Activity:
Your task is to retype each line of the data below exactly.

Information:

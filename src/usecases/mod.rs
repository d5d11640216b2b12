//! Use case layer: application workflows and orchestration.

pub mod bootstrap;
pub mod context;
pub mod contracts;
pub mod conversations;
#[cfg(any(test, all(feature = "dev-bypass", debug_assertions)))]
pub mod dev_bypass;
pub mod login;
pub mod logout;
pub mod register;
pub mod reset_password;
pub mod send_message;
pub mod session_coordinator;
pub mod shell;

/// Returns the usecases module name for smoke checks.
pub fn module_name() -> &'static str {
    "usecases"
}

Answer below:
filename src/usecases/mod.rs
repository d5d11640216b2b12
//! Use case layer: application workflows and orchestration.

pub mod bootstrap;
pub mod context;
pub mod contracts;
pub mod conversations;
#[cfg(any(test, all(feature = "dev-bypass", debug_assertions)))]
pub mod dev_bypass;
pub mod login;
pub mod logout;
pub mod register;
pub mod reset_password;
pub mod send_message;
pub mod session_coordinator;
pub mod shell;

/// Returns the usecases module name for smoke checks.
pub fn module_name() -> &'static str {
    "usecases"
}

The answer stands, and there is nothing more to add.